When we use our muscles, they can either shorten, stay the same length or lengthen as they produce power. Let's take those push-ups for example. As you go down in the push up, your tricep muscles lengthen, if you pause at the bottom of your push-up, they are still producing power or force to keep you there even though you aren't moving, and then they shorten again as you push yourself up. It's been found these lengthening or more specifically eccentric exercises, require a lot more strength to perform and are much more likely to cause DOMS. You can also get DOMS doing exercises that you are unfamiliar with and use muscle groups that aren't used to moving that way or even when you just push yourself way too hard that day doing exercises you are used to and overexert yourself.

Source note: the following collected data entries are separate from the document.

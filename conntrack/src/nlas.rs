use std::net::{Ipv4Addr, Ipv6Addr};

use netlink_packet_utils::{
    nla::{Nla, NlaBuffer, NlasIterator},
    parsers::{parse_u16, parse_u16_be, parse_u32_be, parse_u64, parse_u8},
    DecodeError, Emitable,
};

pub const CTA_TUPLE_ORIG: u16 = 1;
pub const CTA_TUPLE_REPLY: u16 = 2;
pub const CTA_PROTOINFO: u16 = 4;
pub const CTA_TIMEOUT: u16 = 7;
pub const CTA_MARK: u16 = 8;
pub const CTA_COUNTERS_ORIG: u16 = 9;
pub const CTA_COUNTERS_REPLY: u16 = 10;
pub const CTA_SECMARK: u16 = 17;
pub const CTA_ZONE: u16 = 18;

pub const CTA_TUPLE_IP: u16 = 1;
pub const CTA_TUPLE_PROTO: u16 = 2;
pub const CTA_TUPLE_ZONE: u16 = 3;

pub const CTA_IP_V4_SRC: u16 = 1;
pub const CTA_IP_V4_DST: u16 = 2;
pub const CTA_IP_V6_SRC: u16 = 3;
pub const CTA_IP_V6_DST: u16 = 4;

pub const CTA_PROTO_NUM: u16 = 1;
pub const CTA_PROTO_SRC_PORT: u16 = 2;
pub const CTA_PROTO_DST_PORT: u16 = 3;
pub const CTA_PROTO_ICMP_ID: u16 = 4;
pub const CTA_PROTO_ICMP_TYPE: u16 = 5;
pub const CTA_PROTO_ICMP_CODE: u16 = 6;

pub const CTA_PROTOINFO_TCP: u16 = 1;
pub const CTA_PROTOINFO_TCP_STATE: u16 = 1;

pub const CTA_COUNTERS_PACKETS: u16 = 1;
pub const CTA_COUNTERS_BYTES: u16 = 2;
pub const CTA_COUNTERS32_PACKETS: u16 = 3;
pub const CTA_COUNTERS32_BYTES: u16 = 4;

/// Top-level conntrack attributes.
///
/// Byte-order policy: 64-bit counters and the u32 scalars arrive
/// big-endian and are converted to host order. Ports are kept in their
/// on-wire representation; consumers convert at the boundary.
#[derive(Debug, Clone, PartialEq, Eq)]
pub enum ConnNla {
    OrigTuple(Vec<TupleNla>),
    ReplyTuple(Vec<TupleNla>),
    CountersOrig(Vec<CounterNla>),
    CountersReply(Vec<CounterNla>),
    ProtoInfo(Vec<ProtoInfoNla>),
    Timeout(u32),
    Mark(u32),
    SecMark(u32),
    Zone(u16),
}

#[derive(Debug, Clone, PartialEq, Eq)]
pub enum TupleNla {
    Ip(Vec<IpNla>),
    Proto(Vec<ProtoNla>),
    // Kept as received; only the top-level zone takes part in gating.
    Zone(u16),
}

#[derive(Debug, Clone, Copy, PartialEq, Eq)]
pub enum IpNla {
    V4Src(Ipv4Addr),
    V4Dst(Ipv4Addr),
    V6Src(Ipv6Addr),
    V6Dst(Ipv6Addr),
}

#[derive(Debug, Clone, Copy, PartialEq, Eq)]
pub enum ProtoNla {
    Num(u8),
    /// Wire byte order.
    SrcPort(u16),
    /// Wire byte order.
    DstPort(u16),
    IcmpId(u16),
    IcmpType(u8),
    IcmpCode(u8),
}

#[derive(Debug, Clone, PartialEq, Eq)]
pub enum ProtoInfoNla {
    Tcp(Vec<TcpInfoNla>),
}

#[derive(Debug, Clone, Copy, PartialEq, Eq)]
pub enum TcpInfoNla {
    State(u8),
}

#[derive(Debug, Clone, Copy, PartialEq, Eq)]
pub enum CounterNla {
    Packets(u64),
    Bytes(u64),
    Packets32(u32),
    Bytes32(u32),
}

fn parse_addr4(payload: &[u8]) -> Result<Ipv4Addr, DecodeError> {
    let octets: [u8; 4] = payload
        .try_into()
        .map_err(|_| DecodeError::from(format!("invalid IPv4 address length: {}", payload.len())))?;
    Ok(Ipv4Addr::from(octets))
}

fn parse_addr6(payload: &[u8]) -> Result<Ipv6Addr, DecodeError> {
    let octets: [u8; 16] = payload
        .try_into()
        .map_err(|_| DecodeError::from(format!("invalid IPv6 address length: {}", payload.len())))?;
    Ok(Ipv6Addr::from(octets))
}

fn parse_u64_be(payload: &[u8]) -> Result<u64, DecodeError> {
    Ok(u64::from_be(parse_u64(payload)?))
}

/// Walks one attribute level, parsing the kinds listed for that context
/// with a strict payload-shape check. Kinds outside the table are
/// skipped silently for forward compatibility; a known kind with the
/// wrong shape poisons the whole message.
macro_rules! parse_nlas {
    ($payload:expr, $ty:ident) => {{
        let mut nlas: Vec<$ty> = Vec::new();
        for nla in NlasIterator::new($payload) {
            let buf = nla?;
            if let Some(parsed) = $ty::parse(&buf)? {
                nlas.push(parsed);
            }
        }
        Ok::<Vec<$ty>, DecodeError>(nlas)
    }};
}

pub fn parse_conn_nlas(payload: &[u8]) -> Result<Vec<ConnNla>, DecodeError> {
    parse_nlas!(payload, ConnNla)
}

impl ConnNla {
    fn parse(buf: &NlaBuffer<&[u8]>) -> Result<Option<Self>, DecodeError> {
        let payload = buf.value();
        let nla = match buf.kind() {
            CTA_TUPLE_ORIG => ConnNla::OrigTuple(parse_nlas!(payload, TupleNla)?),
            CTA_TUPLE_REPLY => ConnNla::ReplyTuple(parse_nlas!(payload, TupleNla)?),
            CTA_COUNTERS_ORIG => ConnNla::CountersOrig(parse_nlas!(payload, CounterNla)?),
            CTA_COUNTERS_REPLY => ConnNla::CountersReply(parse_nlas!(payload, CounterNla)?),
            CTA_PROTOINFO => ConnNla::ProtoInfo(parse_nlas!(payload, ProtoInfoNla)?),
            CTA_TIMEOUT => ConnNla::Timeout(parse_u32_be(payload)?),
            CTA_MARK => ConnNla::Mark(parse_u32_be(payload)?),
            CTA_SECMARK => ConnNla::SecMark(parse_u32_be(payload)?),
            CTA_ZONE => ConnNla::Zone(parse_u16_be(payload)?),
            _ => return Ok(None),
        };
        Ok(Some(nla))
    }
}

impl TupleNla {
    fn parse(buf: &NlaBuffer<&[u8]>) -> Result<Option<Self>, DecodeError> {
        let payload = buf.value();
        let nla = match buf.kind() {
            CTA_TUPLE_IP => TupleNla::Ip(parse_nlas!(payload, IpNla)?),
            CTA_TUPLE_PROTO => TupleNla::Proto(parse_nlas!(payload, ProtoNla)?),
            CTA_TUPLE_ZONE => TupleNla::Zone(parse_u16(payload)?),
            _ => return Ok(None),
        };
        Ok(Some(nla))
    }
}

impl IpNla {
    fn parse(buf: &NlaBuffer<&[u8]>) -> Result<Option<Self>, DecodeError> {
        let payload = buf.value();
        let nla = match buf.kind() {
            CTA_IP_V4_SRC => IpNla::V4Src(parse_addr4(payload)?),
            CTA_IP_V4_DST => IpNla::V4Dst(parse_addr4(payload)?),
            CTA_IP_V6_SRC => IpNla::V6Src(parse_addr6(payload)?),
            CTA_IP_V6_DST => IpNla::V6Dst(parse_addr6(payload)?),
            _ => return Ok(None),
        };
        Ok(Some(nla))
    }
}

impl ProtoNla {
    fn parse(buf: &NlaBuffer<&[u8]>) -> Result<Option<Self>, DecodeError> {
        let payload = buf.value();
        let nla = match buf.kind() {
            CTA_PROTO_NUM => ProtoNla::Num(parse_u8(payload)?),
            CTA_PROTO_SRC_PORT => ProtoNla::SrcPort(parse_u16(payload)?),
            CTA_PROTO_DST_PORT => ProtoNla::DstPort(parse_u16(payload)?),
            CTA_PROTO_ICMP_ID => ProtoNla::IcmpId(parse_u16(payload)?),
            CTA_PROTO_ICMP_TYPE => ProtoNla::IcmpType(parse_u8(payload)?),
            CTA_PROTO_ICMP_CODE => ProtoNla::IcmpCode(parse_u8(payload)?),
            _ => return Ok(None),
        };
        Ok(Some(nla))
    }
}

impl ProtoInfoNla {
    fn parse(buf: &NlaBuffer<&[u8]>) -> Result<Option<Self>, DecodeError> {
        let payload = buf.value();
        let nla = match buf.kind() {
            CTA_PROTOINFO_TCP => ProtoInfoNla::Tcp(parse_nlas!(payload, TcpInfoNla)?),
            _ => return Ok(None),
        };
        Ok(Some(nla))
    }
}

impl TcpInfoNla {
    fn parse(buf: &NlaBuffer<&[u8]>) -> Result<Option<Self>, DecodeError> {
        let payload = buf.value();
        let nla = match buf.kind() {
            CTA_PROTOINFO_TCP_STATE => TcpInfoNla::State(parse_u8(payload)?),
            _ => return Ok(None),
        };
        Ok(Some(nla))
    }
}

impl CounterNla {
    fn parse(buf: &NlaBuffer<&[u8]>) -> Result<Option<Self>, DecodeError> {
        let payload = buf.value();
        let nla = match buf.kind() {
            CTA_COUNTERS_PACKETS => CounterNla::Packets(parse_u64_be(payload)?),
            CTA_COUNTERS_BYTES => CounterNla::Bytes(parse_u64_be(payload)?),
            CTA_COUNTERS32_PACKETS => CounterNla::Packets32(parse_u32_be(payload)?),
            CTA_COUNTERS32_BYTES => CounterNla::Bytes32(parse_u32_be(payload)?),
            _ => return Ok(None),
        };
        Ok(Some(nla))
    }
}

impl Nla for ConnNla {
    fn value_len(&self) -> usize {
        match self {
            ConnNla::OrigTuple(nlas) | ConnNla::ReplyTuple(nlas) => nlas.as_slice().buffer_len(),
            ConnNla::CountersOrig(nlas) | ConnNla::CountersReply(nlas) => {
                nlas.as_slice().buffer_len()
            }
            ConnNla::ProtoInfo(nlas) => nlas.as_slice().buffer_len(),
            ConnNla::Timeout(_) | ConnNla::Mark(_) | ConnNla::SecMark(_) => 4,
            ConnNla::Zone(_) => 2,
        }
    }

    fn kind(&self) -> u16 {
        match self {
            ConnNla::OrigTuple(_) => CTA_TUPLE_ORIG,
            ConnNla::ReplyTuple(_) => CTA_TUPLE_REPLY,
            ConnNla::CountersOrig(_) => CTA_COUNTERS_ORIG,
            ConnNla::CountersReply(_) => CTA_COUNTERS_REPLY,
            ConnNla::ProtoInfo(_) => CTA_PROTOINFO,
            ConnNla::Timeout(_) => CTA_TIMEOUT,
            ConnNla::Mark(_) => CTA_MARK,
            ConnNla::SecMark(_) => CTA_SECMARK,
            ConnNla::Zone(_) => CTA_ZONE,
        }
    }

    fn emit_value(&self, buffer: &mut [u8]) {
        match self {
            ConnNla::OrigTuple(nlas) | ConnNla::ReplyTuple(nlas) => nlas.as_slice().emit(buffer),
            ConnNla::CountersOrig(nlas) | ConnNla::CountersReply(nlas) => {
                nlas.as_slice().emit(buffer)
            }
            ConnNla::ProtoInfo(nlas) => nlas.as_slice().emit(buffer),
            ConnNla::Timeout(v) | ConnNla::Mark(v) | ConnNla::SecMark(v) => {
                buffer[..4].copy_from_slice(&v.to_be_bytes())
            }
            ConnNla::Zone(v) => buffer[..2].copy_from_slice(&v.to_be_bytes()),
        }
    }
}

impl Nla for TupleNla {
    fn value_len(&self) -> usize {
        match self {
            TupleNla::Ip(nlas) => nlas.as_slice().buffer_len(),
            TupleNla::Proto(nlas) => nlas.as_slice().buffer_len(),
            TupleNla::Zone(_) => 2,
        }
    }

    fn kind(&self) -> u16 {
        match self {
            TupleNla::Ip(_) => CTA_TUPLE_IP,
            TupleNla::Proto(_) => CTA_TUPLE_PROTO,
            TupleNla::Zone(_) => CTA_TUPLE_ZONE,
        }
    }

    fn emit_value(&self, buffer: &mut [u8]) {
        match self {
            TupleNla::Ip(nlas) => nlas.as_slice().emit(buffer),
            TupleNla::Proto(nlas) => nlas.as_slice().emit(buffer),
            TupleNla::Zone(v) => buffer[..2].copy_from_slice(&v.to_ne_bytes()),
        }
    }
}

impl Nla for IpNla {
    fn value_len(&self) -> usize {
        match self {
            IpNla::V4Src(_) | IpNla::V4Dst(_) => 4,
            IpNla::V6Src(_) | IpNla::V6Dst(_) => 16,
        }
    }

    fn kind(&self) -> u16 {
        match self {
            IpNla::V4Src(_) => CTA_IP_V4_SRC,
            IpNla::V4Dst(_) => CTA_IP_V4_DST,
            IpNla::V6Src(_) => CTA_IP_V6_SRC,
            IpNla::V6Dst(_) => CTA_IP_V6_DST,
        }
    }

    fn emit_value(&self, buffer: &mut [u8]) {
        match self {
            IpNla::V4Src(a) | IpNla::V4Dst(a) => buffer[..4].copy_from_slice(&a.octets()),
            IpNla::V6Src(a) | IpNla::V6Dst(a) => buffer[..16].copy_from_slice(&a.octets()),
        }
    }
}

impl Nla for ProtoNla {
    fn value_len(&self) -> usize {
        match self {
            ProtoNla::Num(_) | ProtoNla::IcmpType(_) | ProtoNla::IcmpCode(_) => 1,
            ProtoNla::SrcPort(_) | ProtoNla::DstPort(_) | ProtoNla::IcmpId(_) => 2,
        }
    }

    fn kind(&self) -> u16 {
        match self {
            ProtoNla::Num(_) => CTA_PROTO_NUM,
            ProtoNla::SrcPort(_) => CTA_PROTO_SRC_PORT,
            ProtoNla::DstPort(_) => CTA_PROTO_DST_PORT,
            ProtoNla::IcmpId(_) => CTA_PROTO_ICMP_ID,
            ProtoNla::IcmpType(_) => CTA_PROTO_ICMP_TYPE,
            ProtoNla::IcmpCode(_) => CTA_PROTO_ICMP_CODE,
        }
    }

    fn emit_value(&self, buffer: &mut [u8]) {
        match self {
            ProtoNla::Num(v) | ProtoNla::IcmpType(v) | ProtoNla::IcmpCode(v) => buffer[0] = *v,
            // Ports are stored as received, so a native store restores the wire bytes.
            ProtoNla::SrcPort(v) | ProtoNla::DstPort(v) | ProtoNla::IcmpId(v) => {
                buffer[..2].copy_from_slice(&v.to_ne_bytes())
            }
        }
    }
}

impl Nla for ProtoInfoNla {
    fn value_len(&self) -> usize {
        match self {
            ProtoInfoNla::Tcp(nlas) => nlas.as_slice().buffer_len(),
        }
    }

    fn kind(&self) -> u16 {
        match self {
            ProtoInfoNla::Tcp(_) => CTA_PROTOINFO_TCP,
        }
    }

    fn emit_value(&self, buffer: &mut [u8]) {
        match self {
            ProtoInfoNla::Tcp(nlas) => nlas.as_slice().emit(buffer),
        }
    }
}

impl Nla for TcpInfoNla {
    fn value_len(&self) -> usize {
        match self {
            TcpInfoNla::State(_) => 1,
        }
    }

    fn kind(&self) -> u16 {
        match self {
            TcpInfoNla::State(_) => CTA_PROTOINFO_TCP_STATE,
        }
    }

    fn emit_value(&self, buffer: &mut [u8]) {
        match self {
            TcpInfoNla::State(v) => buffer[0] = *v,
        }
    }
}

impl Nla for CounterNla {
    fn value_len(&self) -> usize {
        match self {
            CounterNla::Packets(_) | CounterNla::Bytes(_) => 8,
            CounterNla::Packets32(_) | CounterNla::Bytes32(_) => 4,
        }
    }

    fn kind(&self) -> u16 {
        match self {
            CounterNla::Packets(_) => CTA_COUNTERS_PACKETS,
            CounterNla::Bytes(_) => CTA_COUNTERS_BYTES,
            CounterNla::Packets32(_) => CTA_COUNTERS32_PACKETS,
            CounterNla::Bytes32(_) => CTA_COUNTERS32_BYTES,
        }
    }

    fn emit_value(&self, buffer: &mut [u8]) {
        match self {
            CounterNla::Packets(v) | CounterNla::Bytes(v) => {
                buffer[..8].copy_from_slice(&v.to_be_bytes())
            }
            CounterNla::Packets32(v) | CounterNla::Bytes32(v) => {
                buffer[..4].copy_from_slice(&v.to_be_bytes())
            }
        }
    }
}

Ok, so you might be thinking, “Enough about the theory, I'm in pain and what do I do about it?" First, as always, prevention is better than cure. When starting a new form of exercise, start slow and don't push too hard in the beginning. Even though you might not feel so tired, your muscles need time to adapt, especially when doing those eccentric type of exercises. Another tip is to stretch and keep supple as you train.

Now regarding treatment: fortunately, DOMS usually resolves spontaneously, but it often helps to stretch gently before you move. Keep moving through the discomfort and keep exercising but to reduce the intensity of your training for at least one to two days. Anti-inflammatories play a small role but timing is crucial, and as with any medication there are risks and side effects and I would advise rather to use it as directed by a medical practitioner. Heat and cold therapy have also shown to alleviate some of the discomfort and a visit to one of our friendly physiotherapists for a good massage will also help to get you through these tough times.

When should you be concerned? DOMS shouldn't give you what we call systemic symptoms. You shouldn't become feverish, disorientated or confused or be short of breath. You shouldn't see any blood in your urine either. DOMS usually affects both limbs (unless you were doing single arm bicep curls!). If only one limb is sore and swollen, or if you have a history of blood clotting problems and in the cases discussed above, rather seek medical advice or give Campus Health Service a call.

Experiencing DOMS is no reason to stop training even though it can be really painful. Sometimes you might need a bit of guidance and advice to approach exercise in a different way. At CHS, we would love to support you as you journey towards a better, fitter healthier you, so if you are concerned rather chat to us and we will help in some way or another. In the famous words of Bruce Lee – “If you always put a limit on everything you do, it will spread into your work and into your life. There are no limits. There are only plateaus, and you must not stay there, you must go beyond them."

Keep safe and love yourself enough to keep exercising – you deserve it!


  1. Schwellnus M. The Olympic textbook of medicine in sport. Oxford: Wiley-Blackwell; 2008.